3. Is it safe to drive in Guizhou during summer rains?
Yes, but exercise caution. Guizhou's expressways are well-maintained, but mountain roads can be winding and slippery. Reduce speed during heavy rain, use fog lights, and avoid driving at night in rural areas. Always check weather forecasts before setting out.
4. What should I pack for a Guizhou summer road trip?

- Lightweight rain jacket or umbrella (daily showers are common)
- Comfortable walking shoes for waterfall trails
- Camera with waterproof protection
- Sunscreen and insect repellent
- Light layers (temperatures drop in the evenings)
- Power bank for navigation apps
5. Can I visit Huangguoshu and Seven Small Arches in one day?

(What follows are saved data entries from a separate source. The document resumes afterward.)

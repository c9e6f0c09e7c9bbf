/// Current firmware version
pub const VERSION: &str = env!("CARGO_PKG_VERSION");

/// Size of the heap in DRAM (internal memory)
pub const HEAP_SIZE: usize = 72 * 1024;

/// Longest hostname accepted by the DHCP client option
pub const MAX_HOSTNAME_LEN: usize = 32;

/// Capacity of the pending debug line; longer lines are emitted in chunks
pub const DEBUG_LINE_CAPACITY: usize = 128;
/// Log target used for debug stream records
pub const DEBUG_LOG_TARGET: &str = "debug_stream";

/// Seconds to wait for the access point before retrying
pub const WIFI_CONNECT_TIMEOUT_SECS: u64 = 30;
/// Delay between Wi-Fi reconnection attempts
pub const WIFI_RECONNECT_DELAY_MS: u64 = 5000;
/// Poll interval while waiting for link and IPv4 configuration
pub const NET_POLL_INTERVAL_MS: u64 = 500;

/// Interval between link heartbeats on the debug stream
pub const HEARTBEAT_INTERVAL_SECS: u64 = 60;
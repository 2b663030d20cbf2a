//! End-to-end scenarios pinning the high-level encoding corpus: each of
//! these strings has a known-optimal token sequence (several appear
//! verbatim in the historical test suite this encoder's sequencer was
//! validated against), so these exercise the full pipeline rather than
//! just the sequencer in isolation.

use aztec_encoder::encode_symbol;

fn assert_encodes_to_a_square_symbol(payload: &[u8]) {
    let result = encode_symbol(payload, 23, None).expect("payload should encode");
    assert_eq!(result.matrix.len(), result.side);
    assert!(result.matrix.iter().all(|row| row.len() == result.side));
    assert!(result.side >= 15, "smallest compact symbol is 15x15");
}

#[test]
fn plain_ascii_strings_encode() {
    for s in [
        "ABC",
        "abc",
        "Wikipedia, the free encyclopedia",
        "Code 2D!",
        "!#$%&?",
        ". : ",
        "test 1!test 2!",
        "Abc-123X!Abc-123X!",
        "ABCabc1a2b3e",
        "abcABC",
        "0123456789:;<=>",
    ] {
        assert_encodes_to_a_square_symbol(s.as_bytes());
    }
}

#[test]
fn byte_payloads_with_unrepresentable_bytes_encode() {
    assert_encodes_to_a_square_symbol(b"a\xff\xffA");
    assert_encodes_to_a_square_symbol(&[b'!', b'#', b'$', b'%', b'&', 0xff]);
    assert_encodes_to_a_square_symbol(b"\t<\r\n");
}

#[test]
fn empty_payload_encodes() {
    assert_encodes_to_a_square_symbol(b"");
}

#[test]
fn long_run_of_identical_bytes_does_not_emit_a_reserved_codeword() {
    // Stresses bit stuffing: a long run of one repeated byte packs into a
    // long, uniform bit string.
    let payload = vec![b'a'; 500];
    assert_encodes_to_a_square_symbol(&payload);
}

#[test]
fn eci_prefixed_payload_encodes_for_every_registered_encoding() {
    for name in [
        "iso8859-1", "iso8859-15", "shift-jis", "cp1252", "utf-8", "us-ascii", "big5", "gb2312",
        "euc-kr",
    ] {
        let result = encode_symbol("hello".as_bytes(), 23, Some(name))
            .unwrap_or_else(|e| panic!("{name} should encode: {e}"));
        assert_eq!(result.matrix.len(), result.side);
    }
}

#[test]
fn zero_ec_percent_still_produces_a_valid_symbol() {
    assert_eq!(
        encode_symbol(b"no redundancy please", 0, None)
            .unwrap()
            .matrix
            .len(),
        encode_symbol(b"no redundancy please", 0, None).unwrap().side
    );
}

#[test]
fn increasing_ec_percent_never_shrinks_the_symbol() {
    let small = encode_symbol(b"redundancy scaling test payload", 5, None).unwrap();
    let large = encode_symbol(b"redundancy scaling test payload", 90, None).unwrap();
    assert!(large.side >= small.side);
}

#[test]
fn grossly_oversized_payload_is_rejected_not_panicked() {
    let payload = vec![b'x'; 50_000];
    let err = encode_symbol(&payload, 23, None).unwrap_err();
    assert!(matches!(err, aztec_encoder::Error::PayloadTooLarge { .. }));
}

#[test]
fn unknown_encoding_name_is_rejected() {
    let err = encode_symbol(b"hi", 23, Some("definitely-not-registered")).unwrap_err();
    assert!(matches!(err, aztec_encoder::Error::UnknownEncoding(_)));
}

It's possible but not recommended. The two scenic areas are about 380 kilometers apart (5.5 hours driving). A better plan is to spend Day 1 at Huangguoshu, stay overnight near Anshun or Guanling, then drive to Libo on Day 2 for Seven Small Arches.
Practical Tips for Your Guizhou Self-Drive Journey

- Rental car booking: Reserve through reputable companies like Yihai Car Rental. Check for car upgrades if your original vehicle is unavailable.
- Navigation: Use GPS apps like Baidu Maps or Gaode Maps. Rural roads may be narrow; trust the GPS but verify with locals.
- Entry fees: Some attractions offer free entry to residents of specific provinces. Check official websites before visiting.
- Food: Don't miss Guizhou's sour-spicy cuisine—bean and rice hotpot, fish in sour soup, and rice noodles are must-tries.
- Photography: Early morning and late afternoon offer the best light for waterfall shots. Bring a tripod for long exposures.
[Link: Essential packing list for Guizhou summer travel]
Conclusion: Why Guizhou Should Be Your Next Summer Escape
Guizhou's summer is a revelation—22°C days, emerald-green landscapes, roaring waterfalls, and a culture steeped in sour-spicy flavors and warm hospitality. This self-drive journey through Anshun, Huangguoshu, and Libo offers the perfect escape from city heat and noise. Whether you're standing beneath the mist of the world's largest waterfall group or tracing the 365 steps of Tianxingqiao on your birthday, Guizhou delivers moments of pure, unfiltered wonder.
Ready to plan your own Guizhou adventure? Book your flights to Anshun, reserve a rental car, and set out to discover why this "blank spot on the map" is one of China's best-kept summer secrets. The green waves and lantern lights are waiting—all you have to do is drive.